Figure 5.

Hematopoietic-specific inactivation of Tet2 leads to altered cardiomyocyte sarcoplasmic reticulum calcium release. A, Lethally irradiated Ldlr WT or Ldlr^−/− mice were transplanted with bone marrow with hematopoietic-specific inactivation of Tet2 (Tet2KO) or WT controls and fed WD. B, Western blotting was performed to determine protein expression of phosphorylated calmodulin kinase II (CaMKII) in atrial tissue of Ldlr WT and C, Ldlr^−/− recipient mice. D, Lethally irradiated Ldlr^−/− mice transplanted with bone marrow with hematopoietic-specific inactivation of Tet2 (Tet2KO) or WT controls were fed WD for 6 to 9 weeks.

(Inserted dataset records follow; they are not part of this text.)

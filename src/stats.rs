// Shared single-pass statistics used by the face and motion analyzers.

/// Arithmetic mean; 0.0 for an empty slice.
pub fn mean(values: &[f64]) -> f64 {
    if values.is_empty() {
        return 0.0;
    }
    values.iter().sum::<f64>() / values.len() as f64
}

/// Population standard deviation; 0.0 for an empty slice.
pub fn std_dev(values: &[f64]) -> f64 {
    if values.is_empty() {
        return 0.0;
    }
    let m = mean(values);
    let var = values.iter().map(|v| (v - m) * (v - m)).sum::<f64>() / values.len() as f64;
    var.sqrt()
}
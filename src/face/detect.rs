// Face detector seam
// The real detector is an external capability. The default implementation is a
// deterministic sliding-window heuristic good enough to drive the pipeline and
// its tests without a model.

use serde::{Deserialize, Serialize};

use crate::constants::{
    DETECT_BRIGHTNESS_MAX, DETECT_BRIGHTNESS_MIN, DETECT_VARIANCE_MAX, DETECT_VARIANCE_MIN,
    DETECT_WINDOW_SIZE, DETECT_WINDOW_STRIDE,
};
use crate::error::Result;
use crate::frame::Frame;
use crate::stats;

#[derive(Debug, Clone, Copy, PartialEq, Eq, Serialize, Deserialize)]
pub struct BoundingBox {
    pub x: u32,
    pub y: u32,
    pub width: u32,
    pub height: u32,
}

impl BoundingBox {
    fn overlaps(&self, other: &BoundingBox) -> bool {
        self.x < other.x + other.width
            && other.x < self.x + self.width
            && self.y < other.y + other.height
            && other.y < self.y + self.height
    }
}

/// Locates candidate facial regions in a single frame.
pub trait FaceDetector: Sync {
    fn detect(&self, frame: &Frame) -> Result<Vec<BoundingBox>>;
}

/// Sliding-window detector that accepts windows whose luminance statistics fall
/// in a face-like band: moderate variance (textured but not noisy) and mid-range
/// brightness. Overlapping hits are suppressed greedily in scan order.
#[derive(Debug, Clone)]
pub struct LuminanceWindowDetector {
    pub window: u32,
    pub stride: u32,
    pub variance_min: f64,
    pub variance_max: f64,
    pub brightness_min: f64,
    pub brightness_max: f64,
}

impl Default for LuminanceWindowDetector {
    fn default() -> Self {
        Self {
            window: DETECT_WINDOW_SIZE,
            stride: DETECT_WINDOW_STRIDE,
            variance_min: DETECT_VARIANCE_MIN,
            variance_max: DETECT_VARIANCE_MAX,
            brightness_min: DETECT_BRIGHTNESS_MIN,
            brightness_max: DETECT_BRIGHTNESS_MAX,
        }
    }
}

impl FaceDetector for LuminanceWindowDetector {
    fn detect(&self, frame: &Frame) -> Result<Vec<BoundingBox>> {
        let mut hits: Vec<BoundingBox> = Vec::new();

        if frame.width() < self.window || frame.height() < self.window {
            return Ok(hits);
        }

        let luma = frame.luminance();
        let frame_width = frame.width() as usize;

        let mut y = 0;
        while y + self.window <= frame.height() {
            let mut x = 0;
            while x + self.window <= frame.width() {
                let bbox = BoundingBox {
                    x,
                    y,
                    width: self.window,
                    height: self.window,
                };
                if !hits.iter().any(|h| h.overlaps(&bbox))
                    && self.window_matches(&luma, frame_width, &bbox)
                {
                    hits.push(bbox);
                }
                x += self.stride;
            }
            y += self.stride;
        }

        Ok(hits)
    }
}

impl LuminanceWindowDetector {
    fn window_matches(&self, luma: &[f64], frame_width: usize, bbox: &BoundingBox) -> bool {
        let mut values = Vec::with_capacity(bbox.width as usize * bbox.height as usize);
        for row in bbox.y..bbox.y + bbox.height {
            let start = row as usize * frame_width + bbox.x as usize;
            values.extend_from_slice(&luma[start..start + bbox.width as usize]);
        }

        let mean = stats::mean(&values);
        let sd = stats::std_dev(&values);
        let variance = sd * sd;

        variance >= self.variance_min
            && variance <= self.variance_max
            && mean >= self.brightness_min
            && mean <= self.brightness_max
    }
}
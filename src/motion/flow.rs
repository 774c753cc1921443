// Flow estimator seam
// Reduces a consecutive frame pair to one mean motion magnitude. The default
// is block-matching over luminance; a model-backed dense estimator can be
// plugged in through the same trait.

use crate::constants::{FLOW_BLOCK_SIZE, FLOW_SEARCH_RADIUS};
use crate::frame::Frame;

/// Estimates mean per-pixel motion magnitude between two consecutive frames.
pub trait FlowEstimator: Sync {
    fn mean_magnitude(&self, prev: &Frame, curr: &Frame) -> f64;
}

/// Block-matching estimator: for each block of the previous frame, search a
/// small displacement window in the current frame for the minimum sum of
/// absolute luminance differences, and take the displacement magnitude.
/// The frame-level value is the mean over all blocks.
#[derive(Debug, Clone)]
pub struct BlockFlowEstimator {
    pub block_size: u32,
    pub search_radius: i32,
}

impl Default for BlockFlowEstimator {
    fn default() -> Self {
        Self {
            block_size: FLOW_BLOCK_SIZE,
            search_radius: FLOW_SEARCH_RADIUS,
        }
    }
}

impl FlowEstimator for BlockFlowEstimator {
    fn mean_magnitude(&self, prev: &Frame, curr: &Frame) -> f64 {
        if prev.width() != curr.width() || prev.height() != curr.height() {
            log::warn!(
                "frame size changed mid-stream ({}x{} -> {}x{}), motion sample skipped",
                prev.width(),
                prev.height(),
                curr.width(),
                curr.height()
            );
            return 0.0;
        }

        let width = prev.width() as usize;
        let height = prev.height() as usize;
        let block = self.block_size as usize;

        let prev_luma = prev.luminance();
        let curr_luma = curr.luminance();

        // Frames too small for block matching fall back to the mean absolute
        // temporal difference scaled into pixel units.
        if width < block || height < block {
            return mean_abs_diff(&prev_luma, &curr_luma) / 255.0 * self.search_radius as f64;
        }

        let mut magnitudes = Vec::new();
        let mut by = 0;
        while by + block <= height {
            let mut bx = 0;
            while bx + block <= width {
                magnitudes.push(self.block_displacement(
                    &prev_luma, &curr_luma, width, height, bx, by, block,
                ));
                bx += block;
            }
            by += block;
        }

        crate::stats::mean(&magnitudes)
    }
}

impl BlockFlowEstimator {
    fn block_displacement(
        &self,
        prev: &[f64],
        curr: &[f64],
        width: usize,
        height: usize,
        bx: usize,
        by: usize,
        block: usize,
    ) -> f64 {
        let sad_at = |dx: i32, dy: i32, cutoff: f64| -> Option<f64> {
            let tx = bx as i32 + dx;
            let ty = by as i32 + dy;
            if tx < 0
                || ty < 0
                || tx as usize + block > width
                || ty as usize + block > height
            {
                return None;
            }
            let mut sad = 0.0;
            for row in 0..block {
                let p = (by + row) * width + bx;
                let c = (ty as usize + row) * width + tx as usize;
                for col in 0..block {
                    sad += (prev[p + col] - curr[c + col]).abs();
                }
                if sad >= cutoff {
                    return Some(sad);
                }
            }
            Some(sad)
        };

        // Seed with the zero displacement so ties read as zero motion for
        // static content.
        let mut best_sad = sad_at(0, 0, f64::INFINITY).unwrap_or(f64::INFINITY);
        let mut best_dx = 0i32;
        let mut best_dy = 0i32;

        for dy in -self.search_radius..=self.search_radius {
            for dx in -self.search_radius..=self.search_radius {
                if dx == 0 && dy == 0 {
                    continue;
                }
                if let Some(sad) = sad_at(dx, dy, best_sad) {
                    if sad < best_sad {
                        best_sad = sad;
                        best_dx = dx;
                        best_dy = dy;
                    }
                }
            }
        }

        ((best_dx * best_dx + best_dy * best_dy) as f64).sqrt()
    }
}

fn mean_abs_diff(a: &[f64], b: &[f64]) -> f64 {
    if a.is_empty() || a.len() != b.len() {
        return 0.0;
    }
    a.iter()
        .zip(b.iter())
        .map(|(x, y)| (x - y).abs())
        .sum::<f64>()
        / a.len() as f64
}

#[cfg(test)]
mod tests {
    use super::*;

    fn frame_with_square(size: u32, x0: u32, y0: u32) -> Frame {
        let mut data = vec![20u8; size as usize * size as usize * 3];
        for y in y0..(y0 + 8).min(size) {
            for x in x0..(x0 + 8).min(size) {
                let i = (y as usize * size as usize + x as usize) * 3;
                data[i] = 230;
                data[i + 1] = 230;
                data[i + 2] = 230;
            }
        }
        Frame::new(size, size, data).unwrap()
    }

    #[test]
    fn test_identical_frames_have_zero_motion() {
        let frame = frame_with_square(64, 10, 10);
        let estimator = BlockFlowEstimator::default();
        assert_eq!(estimator.mean_magnitude(&frame, &frame.clone()), 0.0);
    }

    #[test]
    fn test_shifted_square_registers_motion() {
        let prev = frame_with_square(64, 10, 10);
        let curr = frame_with_square(64, 13, 10);
        let estimator = BlockFlowEstimator::default();
        let magnitude = estimator.mean_magnitude(&prev, &curr);
        assert!(magnitude > 0.0, "shifted content should register motion");
    }

    #[test]
    fn test_mismatched_sizes_skip_sample() {
        let prev = Frame::solid(64, 64, [0, 0, 0]);
        let curr = Frame::solid(32, 32, [0, 0, 0]);
        let estimator = BlockFlowEstimator::default();
        assert_eq!(estimator.mean_magnitude(&prev, &curr), 0.0);
    }

    #[test]
    fn test_tiny_frames_use_temporal_difference() {
        let prev = Frame::solid(8, 8, [0, 0, 0]);
        let curr = Frame::solid(8, 8, [255, 255, 255]);
        let estimator = BlockFlowEstimator::default();
        let magnitude = estimator.mean_magnitude(&prev, &curr);
        assert!(magnitude > 0.0);
    }
}
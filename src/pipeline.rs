// Analysis pipeline
// Runs the independent face and motion passes over a frame sequence, scores
// the combined signals, and optionally attaches a narrative and feasibility
// verdict. Every stage degrades to a zero-signal placeholder rather than
// failing the whole run.

use serde::{Deserialize, Serialize};

use crate::face::detect::FaceDetector;
use crate::face::region::FaceConfig;
use crate::face::{self, FaceSummary};
use crate::feasibility::{self, FeasibilityAssessment, FeasibilityOracle};
use crate::frame::Frame;
use crate::motion::flow::FlowEstimator;
use crate::motion::{self, MotionConfig, MotionReport};
use crate::narrative::{self, FrameCaptioner, NarrativeSummarizer};
use crate::scoring::{self, AuthenticityReport, ScoreConfig};

#[derive(Debug, Clone, Default, Serialize, Deserialize)]
pub struct AnalysisConfig {
    pub face: FaceConfig,
    pub motion: MotionConfig,
    pub score: ScoreConfig,
}

/// Full assessment of one video: authenticity plus the optional narrative
/// track and feasibility verdict.
#[derive(Debug, Clone, Serialize, Deserialize)]
pub struct VideoAssessment {
    pub authenticity: AuthenticityReport,
    pub narrative: Option<String>,
    pub feasibility: Option<FeasibilityAssessment>,
}

/// External collaborators, all optional. Missing ones degrade: no captioner
/// means no narrative, no oracle means the keyword heuristic.
#[derive(Default)]
pub struct Collaborators<'a> {
    pub captioner: Option<&'a dyn FrameCaptioner>,
    pub summarizer: Option<&'a dyn NarrativeSummarizer>,
    pub oracle: Option<&'a dyn FeasibilityOracle>,
}

/// Compute the authenticity report for an in-memory frame sequence.
///
/// The face and motion passes are independent; an empty frame sequence yields
/// the explicit zero report so downstream consumers never need null handling.
pub fn analyze_video(
    frames: &[Frame],
    config: &AnalysisConfig,
    detector: &dyn FaceDetector,
    flow: &dyn FlowEstimator,
) -> AuthenticityReport {
    if frames.is_empty() {
        log::debug!("empty frame sequence; returning zero report");
        return scoring::score(
            FaceSummary::empty(),
            MotionReport::empty(),
            &config.score,
        );
    }

    let faces = face::summarize_frames(frames, detector, &config.face);
    let motion = motion::analyze_frame_sequence(frames, &config.motion, flow);

    scoring::score(faces, motion, &config.score)
}

/// Authenticity plus narrative and feasibility in one pass.
pub fn assess_video(
    frames: &[Frame],
    config: &AnalysisConfig,
    detector: &dyn FaceDetector,
    flow: &dyn FlowEstimator,
    collaborators: &Collaborators<'_>,
) -> VideoAssessment {
    let authenticity = analyze_video(frames, config, detector, flow);

    let narrative = collaborators.captioner.map(|captioner| {
        let captions = narrative::caption_frames(frames, captioner);
        narrative::narrative_from_captions(&captions, collaborators.summarizer)
    });

    let feasibility = narrative.as_deref().map(|story| {
        feasibility::assess_with_fallback(
            collaborators.oracle,
            story,
            Some(&authenticity.motion),
        )
    });

    VideoAssessment {
        authenticity,
        narrative,
        feasibility,
    }
}
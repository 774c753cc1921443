// Veracity Error Types

use thiserror::Error;

#[derive(Error, Debug)]
pub enum VeracityError {
    #[error("IO error: {0}")]
    Io(#[from] std::io::Error),

    #[error("JSON error: {0}")]
    Json(#[from] serde_json::Error),

    #[error("Frame decode error: {0}")]
    FrameDecode(String),

    #[error("Invalid frame dimensions: {width}x{height} with {len} bytes")]
    InvalidFrame { width: u32, height: u32, len: usize },

    #[error("Region out of bounds: ({x},{y}) {width}x{height} in {frame_width}x{frame_height} frame")]
    RegionOutOfBounds {
        x: u32,
        y: u32,
        width: u32,
        height: u32,
        frame_width: u32,
        frame_height: u32,
    },

    #[error("Face detector error: {0}")]
    Detector(String),

    #[error("Oracle error: {0}")]
    Oracle(String),

    #[error("{0}")]
    Other(String),
}

impl From<anyhow::Error> for VeracityError {
    fn from(err: anyhow::Error) -> Self {
        VeracityError::Other(err.to_string())
    }
}

pub type Result<T> = std::result::Result<T, VeracityError>;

Atrial cardiomyocytes (aCM) were isolated and calcium studies performed using the calcium-sensitive dye Fluo-3 AM. E, Removal of pacing stimuli leads to spontaneous calcium release into cytosol (▼). F, Spontaneous calcium release events measured per second (data obtained from 2 mice per groups, n=12 events for WT and n=24 events for Tet2KO). G, Increased calcium transient amplitude measured during pacing (data obtained from 2 mice per groups, n=14 cells for WT and n=27 cells for Tet2KO). H, Removal of pacing stimuli and the addition of 10 mM caffeine leads to SR calcium emptying into the cytosol. Tracing to left, and quantification to right, showing reduced SR calcium release in Tet2KO aCMs (data obtained from 2 mice per group, n=4 cells for WT and n=6 cells for Tet2KO). △F/F0 is the change in fluorescence over baseline. Hz indicates the external pacing frequency stimuli. All Western blot quantification relative to loading control (vinculin) and then normalized. A.U., arbitrary units. Statistical tests: 2-tailed Student t test for all comparisons; linear mixed model for F through H. aCM indicates atrial cardiomyocte; KO, knockout; LDLR, low-density lipoprotein receptor; SR, sarcoplasmic reticulum; TET2, tet methylcystosine dioxygenase 2; WD, Western diet; and WT, wild-type.